• **TASK TO COMPLETE**: Return all the lines below in which the string "content" appears.

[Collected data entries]
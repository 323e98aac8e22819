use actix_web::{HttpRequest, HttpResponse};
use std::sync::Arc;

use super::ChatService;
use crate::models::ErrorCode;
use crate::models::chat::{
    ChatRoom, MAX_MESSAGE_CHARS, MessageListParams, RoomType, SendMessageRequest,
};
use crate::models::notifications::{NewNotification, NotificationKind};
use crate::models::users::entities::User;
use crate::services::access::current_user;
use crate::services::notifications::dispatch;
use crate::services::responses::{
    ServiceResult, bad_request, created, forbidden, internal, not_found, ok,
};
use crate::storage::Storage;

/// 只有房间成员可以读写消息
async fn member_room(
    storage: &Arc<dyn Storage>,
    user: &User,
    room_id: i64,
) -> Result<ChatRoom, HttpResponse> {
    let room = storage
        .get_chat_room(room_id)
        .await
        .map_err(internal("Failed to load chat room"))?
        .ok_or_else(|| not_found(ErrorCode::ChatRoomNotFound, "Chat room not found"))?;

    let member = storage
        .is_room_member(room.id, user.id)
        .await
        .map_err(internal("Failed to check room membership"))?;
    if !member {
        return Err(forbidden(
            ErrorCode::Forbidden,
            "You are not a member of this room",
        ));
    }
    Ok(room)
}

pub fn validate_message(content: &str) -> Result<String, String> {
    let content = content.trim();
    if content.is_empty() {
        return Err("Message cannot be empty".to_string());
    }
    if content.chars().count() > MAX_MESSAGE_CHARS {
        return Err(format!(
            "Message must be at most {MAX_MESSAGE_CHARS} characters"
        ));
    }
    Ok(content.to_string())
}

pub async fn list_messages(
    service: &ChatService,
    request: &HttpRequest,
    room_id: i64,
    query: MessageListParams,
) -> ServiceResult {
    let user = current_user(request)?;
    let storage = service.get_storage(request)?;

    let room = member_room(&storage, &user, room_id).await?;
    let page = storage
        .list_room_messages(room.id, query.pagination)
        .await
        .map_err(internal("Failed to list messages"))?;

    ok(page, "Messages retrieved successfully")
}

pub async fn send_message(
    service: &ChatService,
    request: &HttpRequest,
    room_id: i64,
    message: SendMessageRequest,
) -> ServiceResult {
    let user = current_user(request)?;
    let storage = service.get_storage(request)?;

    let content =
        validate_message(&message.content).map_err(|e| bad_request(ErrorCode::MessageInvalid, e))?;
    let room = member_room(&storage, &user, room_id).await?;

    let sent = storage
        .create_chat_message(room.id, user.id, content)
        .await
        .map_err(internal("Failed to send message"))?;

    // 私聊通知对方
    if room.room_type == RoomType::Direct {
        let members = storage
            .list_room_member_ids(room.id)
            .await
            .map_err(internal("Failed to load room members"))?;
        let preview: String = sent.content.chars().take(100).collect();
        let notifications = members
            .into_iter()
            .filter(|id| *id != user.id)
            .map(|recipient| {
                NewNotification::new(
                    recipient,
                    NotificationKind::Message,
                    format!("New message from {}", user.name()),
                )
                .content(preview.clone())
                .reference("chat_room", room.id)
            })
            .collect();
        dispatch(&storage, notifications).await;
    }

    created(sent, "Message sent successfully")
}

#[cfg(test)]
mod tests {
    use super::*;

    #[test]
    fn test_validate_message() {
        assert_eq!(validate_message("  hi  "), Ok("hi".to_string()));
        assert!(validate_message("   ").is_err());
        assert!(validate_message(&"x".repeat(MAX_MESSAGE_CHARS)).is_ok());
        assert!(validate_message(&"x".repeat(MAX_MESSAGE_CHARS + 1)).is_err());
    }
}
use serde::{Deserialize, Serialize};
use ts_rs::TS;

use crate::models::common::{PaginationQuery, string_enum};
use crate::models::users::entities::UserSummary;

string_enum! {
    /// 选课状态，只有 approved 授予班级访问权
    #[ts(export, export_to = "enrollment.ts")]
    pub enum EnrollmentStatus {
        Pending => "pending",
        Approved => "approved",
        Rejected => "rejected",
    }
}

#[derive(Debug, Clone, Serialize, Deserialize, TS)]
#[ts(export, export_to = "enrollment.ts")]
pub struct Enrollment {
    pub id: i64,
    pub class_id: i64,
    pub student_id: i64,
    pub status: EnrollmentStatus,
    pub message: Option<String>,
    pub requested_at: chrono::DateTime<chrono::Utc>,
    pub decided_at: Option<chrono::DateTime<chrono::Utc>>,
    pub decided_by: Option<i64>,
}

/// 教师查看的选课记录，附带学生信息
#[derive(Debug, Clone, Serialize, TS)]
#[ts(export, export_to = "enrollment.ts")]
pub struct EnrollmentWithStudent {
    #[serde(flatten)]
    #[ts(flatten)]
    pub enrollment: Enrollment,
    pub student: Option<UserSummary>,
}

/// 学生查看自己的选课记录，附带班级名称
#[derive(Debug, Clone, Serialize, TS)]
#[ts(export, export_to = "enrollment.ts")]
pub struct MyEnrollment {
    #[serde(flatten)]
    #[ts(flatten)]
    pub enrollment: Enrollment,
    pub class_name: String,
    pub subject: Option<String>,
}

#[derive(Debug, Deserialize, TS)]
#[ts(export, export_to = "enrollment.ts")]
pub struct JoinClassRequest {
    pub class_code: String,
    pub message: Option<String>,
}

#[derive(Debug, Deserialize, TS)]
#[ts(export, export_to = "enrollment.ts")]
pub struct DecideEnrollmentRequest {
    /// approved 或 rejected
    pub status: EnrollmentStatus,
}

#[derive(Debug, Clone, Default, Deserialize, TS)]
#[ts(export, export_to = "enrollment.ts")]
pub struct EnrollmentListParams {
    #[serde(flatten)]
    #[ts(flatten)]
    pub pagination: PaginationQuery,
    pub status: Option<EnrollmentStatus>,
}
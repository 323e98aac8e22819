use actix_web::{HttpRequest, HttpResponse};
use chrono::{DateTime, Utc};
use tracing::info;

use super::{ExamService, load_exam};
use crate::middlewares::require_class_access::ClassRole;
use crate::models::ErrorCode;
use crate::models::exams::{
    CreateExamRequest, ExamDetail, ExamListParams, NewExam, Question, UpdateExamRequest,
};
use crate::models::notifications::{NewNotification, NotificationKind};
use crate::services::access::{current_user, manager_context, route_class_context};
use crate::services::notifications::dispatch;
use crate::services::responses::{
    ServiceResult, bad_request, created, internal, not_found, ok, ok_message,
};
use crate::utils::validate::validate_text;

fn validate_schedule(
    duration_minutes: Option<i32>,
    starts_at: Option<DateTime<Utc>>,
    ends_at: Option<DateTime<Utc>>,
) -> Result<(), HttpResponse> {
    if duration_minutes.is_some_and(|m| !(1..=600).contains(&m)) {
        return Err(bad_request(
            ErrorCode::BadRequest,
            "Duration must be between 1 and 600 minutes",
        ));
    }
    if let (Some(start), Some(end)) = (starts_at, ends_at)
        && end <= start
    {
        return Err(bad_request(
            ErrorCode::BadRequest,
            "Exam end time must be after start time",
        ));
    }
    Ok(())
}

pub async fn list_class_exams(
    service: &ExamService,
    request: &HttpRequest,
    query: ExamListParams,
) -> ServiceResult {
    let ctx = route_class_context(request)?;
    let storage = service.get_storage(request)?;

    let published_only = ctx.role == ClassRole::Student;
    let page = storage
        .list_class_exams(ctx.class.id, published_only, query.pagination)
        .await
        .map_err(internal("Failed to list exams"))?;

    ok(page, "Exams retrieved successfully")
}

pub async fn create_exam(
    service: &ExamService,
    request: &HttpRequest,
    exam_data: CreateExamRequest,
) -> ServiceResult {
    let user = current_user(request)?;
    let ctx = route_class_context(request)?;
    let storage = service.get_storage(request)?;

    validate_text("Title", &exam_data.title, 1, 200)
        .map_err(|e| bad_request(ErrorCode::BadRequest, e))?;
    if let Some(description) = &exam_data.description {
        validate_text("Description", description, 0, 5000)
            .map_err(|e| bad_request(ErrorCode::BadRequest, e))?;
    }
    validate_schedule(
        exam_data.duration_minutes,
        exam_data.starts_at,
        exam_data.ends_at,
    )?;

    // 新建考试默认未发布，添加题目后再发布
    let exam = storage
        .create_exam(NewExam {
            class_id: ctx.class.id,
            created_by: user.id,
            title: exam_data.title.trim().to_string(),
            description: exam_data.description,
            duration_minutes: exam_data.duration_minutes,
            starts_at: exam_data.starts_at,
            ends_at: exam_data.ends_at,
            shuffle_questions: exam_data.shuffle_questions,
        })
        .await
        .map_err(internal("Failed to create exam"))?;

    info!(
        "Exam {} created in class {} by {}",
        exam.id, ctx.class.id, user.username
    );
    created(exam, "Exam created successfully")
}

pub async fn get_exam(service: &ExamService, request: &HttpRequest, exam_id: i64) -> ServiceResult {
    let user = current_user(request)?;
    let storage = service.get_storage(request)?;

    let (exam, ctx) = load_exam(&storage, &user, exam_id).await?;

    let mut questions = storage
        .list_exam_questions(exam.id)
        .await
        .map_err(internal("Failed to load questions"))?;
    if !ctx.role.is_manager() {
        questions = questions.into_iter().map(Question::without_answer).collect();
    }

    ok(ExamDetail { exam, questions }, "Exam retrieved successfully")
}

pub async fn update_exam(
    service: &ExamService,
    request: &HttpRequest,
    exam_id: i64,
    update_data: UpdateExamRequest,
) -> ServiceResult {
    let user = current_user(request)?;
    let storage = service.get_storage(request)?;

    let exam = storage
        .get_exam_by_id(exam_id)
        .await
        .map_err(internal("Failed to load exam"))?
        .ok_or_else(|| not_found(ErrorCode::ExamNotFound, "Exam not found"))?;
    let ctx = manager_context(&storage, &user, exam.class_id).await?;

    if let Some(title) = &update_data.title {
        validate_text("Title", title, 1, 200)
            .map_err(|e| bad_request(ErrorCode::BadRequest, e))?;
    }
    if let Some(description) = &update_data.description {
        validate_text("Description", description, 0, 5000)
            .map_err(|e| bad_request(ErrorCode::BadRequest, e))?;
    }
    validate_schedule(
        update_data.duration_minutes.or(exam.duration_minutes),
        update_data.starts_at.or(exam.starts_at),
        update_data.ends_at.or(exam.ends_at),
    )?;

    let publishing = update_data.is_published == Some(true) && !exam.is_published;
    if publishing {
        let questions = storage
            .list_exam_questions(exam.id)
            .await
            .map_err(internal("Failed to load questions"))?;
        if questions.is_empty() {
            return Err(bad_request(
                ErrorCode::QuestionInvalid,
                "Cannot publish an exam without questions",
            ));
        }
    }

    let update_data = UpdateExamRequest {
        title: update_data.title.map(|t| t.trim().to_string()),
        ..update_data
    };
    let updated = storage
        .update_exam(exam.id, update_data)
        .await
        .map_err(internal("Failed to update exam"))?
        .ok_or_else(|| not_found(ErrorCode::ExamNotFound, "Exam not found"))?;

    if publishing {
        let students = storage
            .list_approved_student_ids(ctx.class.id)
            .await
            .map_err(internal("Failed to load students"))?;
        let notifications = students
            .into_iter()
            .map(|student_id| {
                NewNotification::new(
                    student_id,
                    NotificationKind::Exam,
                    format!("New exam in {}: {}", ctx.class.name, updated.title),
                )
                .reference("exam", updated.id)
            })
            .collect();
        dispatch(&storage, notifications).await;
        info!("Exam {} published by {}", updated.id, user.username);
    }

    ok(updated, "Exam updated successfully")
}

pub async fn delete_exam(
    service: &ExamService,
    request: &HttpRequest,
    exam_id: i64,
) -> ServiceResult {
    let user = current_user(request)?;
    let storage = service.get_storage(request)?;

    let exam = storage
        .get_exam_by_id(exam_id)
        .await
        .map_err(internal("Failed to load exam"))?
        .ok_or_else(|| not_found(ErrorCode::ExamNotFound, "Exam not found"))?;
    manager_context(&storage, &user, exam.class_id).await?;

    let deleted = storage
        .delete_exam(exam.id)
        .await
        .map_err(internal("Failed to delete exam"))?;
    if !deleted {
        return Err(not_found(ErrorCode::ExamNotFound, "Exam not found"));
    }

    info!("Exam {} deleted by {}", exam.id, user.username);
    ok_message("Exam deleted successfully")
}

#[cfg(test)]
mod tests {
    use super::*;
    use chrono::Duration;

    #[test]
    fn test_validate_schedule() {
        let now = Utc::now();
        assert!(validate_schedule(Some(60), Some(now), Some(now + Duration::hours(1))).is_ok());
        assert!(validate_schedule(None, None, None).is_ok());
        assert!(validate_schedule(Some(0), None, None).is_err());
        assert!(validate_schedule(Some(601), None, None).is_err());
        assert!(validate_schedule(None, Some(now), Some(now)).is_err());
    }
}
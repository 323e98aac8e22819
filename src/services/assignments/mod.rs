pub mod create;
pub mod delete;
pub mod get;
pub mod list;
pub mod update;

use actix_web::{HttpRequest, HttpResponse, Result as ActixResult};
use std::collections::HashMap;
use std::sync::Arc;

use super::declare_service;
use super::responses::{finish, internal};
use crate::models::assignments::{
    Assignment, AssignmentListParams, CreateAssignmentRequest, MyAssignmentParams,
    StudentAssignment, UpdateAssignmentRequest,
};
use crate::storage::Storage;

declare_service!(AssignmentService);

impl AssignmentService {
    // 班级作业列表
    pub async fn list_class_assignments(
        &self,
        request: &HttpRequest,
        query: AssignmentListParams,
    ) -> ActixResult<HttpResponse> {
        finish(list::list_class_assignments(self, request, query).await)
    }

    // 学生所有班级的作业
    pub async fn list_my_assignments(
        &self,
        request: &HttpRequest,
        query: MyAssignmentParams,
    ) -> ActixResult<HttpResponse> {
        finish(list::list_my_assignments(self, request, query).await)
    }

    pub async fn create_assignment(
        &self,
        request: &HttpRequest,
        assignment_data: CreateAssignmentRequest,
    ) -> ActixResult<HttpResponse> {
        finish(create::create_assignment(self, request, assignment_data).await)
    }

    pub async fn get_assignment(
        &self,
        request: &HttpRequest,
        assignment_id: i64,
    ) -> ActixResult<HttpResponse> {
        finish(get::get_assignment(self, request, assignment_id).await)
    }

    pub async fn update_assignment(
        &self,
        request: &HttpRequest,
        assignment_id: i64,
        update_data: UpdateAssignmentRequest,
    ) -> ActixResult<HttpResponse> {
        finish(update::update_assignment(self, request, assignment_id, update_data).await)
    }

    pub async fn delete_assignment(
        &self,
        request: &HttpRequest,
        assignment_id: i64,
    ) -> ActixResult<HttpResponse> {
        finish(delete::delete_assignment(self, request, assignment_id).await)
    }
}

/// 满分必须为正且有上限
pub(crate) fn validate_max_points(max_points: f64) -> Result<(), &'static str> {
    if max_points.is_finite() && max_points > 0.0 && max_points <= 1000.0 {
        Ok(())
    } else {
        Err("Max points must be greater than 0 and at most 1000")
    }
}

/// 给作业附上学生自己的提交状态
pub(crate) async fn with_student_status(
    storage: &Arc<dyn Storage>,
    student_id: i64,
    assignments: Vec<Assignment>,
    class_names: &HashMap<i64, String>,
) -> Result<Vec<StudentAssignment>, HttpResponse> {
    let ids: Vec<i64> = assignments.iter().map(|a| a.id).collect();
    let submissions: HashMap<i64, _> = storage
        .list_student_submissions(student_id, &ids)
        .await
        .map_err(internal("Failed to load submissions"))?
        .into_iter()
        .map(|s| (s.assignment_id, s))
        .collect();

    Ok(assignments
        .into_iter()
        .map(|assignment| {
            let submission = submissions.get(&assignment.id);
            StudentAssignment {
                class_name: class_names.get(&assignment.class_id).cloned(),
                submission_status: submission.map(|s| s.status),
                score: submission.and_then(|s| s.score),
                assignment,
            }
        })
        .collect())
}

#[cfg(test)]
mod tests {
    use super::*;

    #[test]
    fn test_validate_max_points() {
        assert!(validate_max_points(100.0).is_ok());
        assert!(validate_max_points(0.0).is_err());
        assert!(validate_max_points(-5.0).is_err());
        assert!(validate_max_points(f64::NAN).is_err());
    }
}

• **OUTPUT OF THE EXERCISE**:
pub fn validate_message(content: &str) -> Result<String, String> {
    let content = content.trim();
    if content.is_empty() {
    if content.chars().count() > MAX_MESSAGE_CHARS {
    Ok(content.to_string())
    let content =
        validate_message(&message.content).map_err(|e| bad_request(ErrorCode::MessageInvalid, e))?;
        .create_chat_message(room.id, user.id, content)
        let preview: String = sent.content.chars().take(100).collect();
                .content(preview.clone())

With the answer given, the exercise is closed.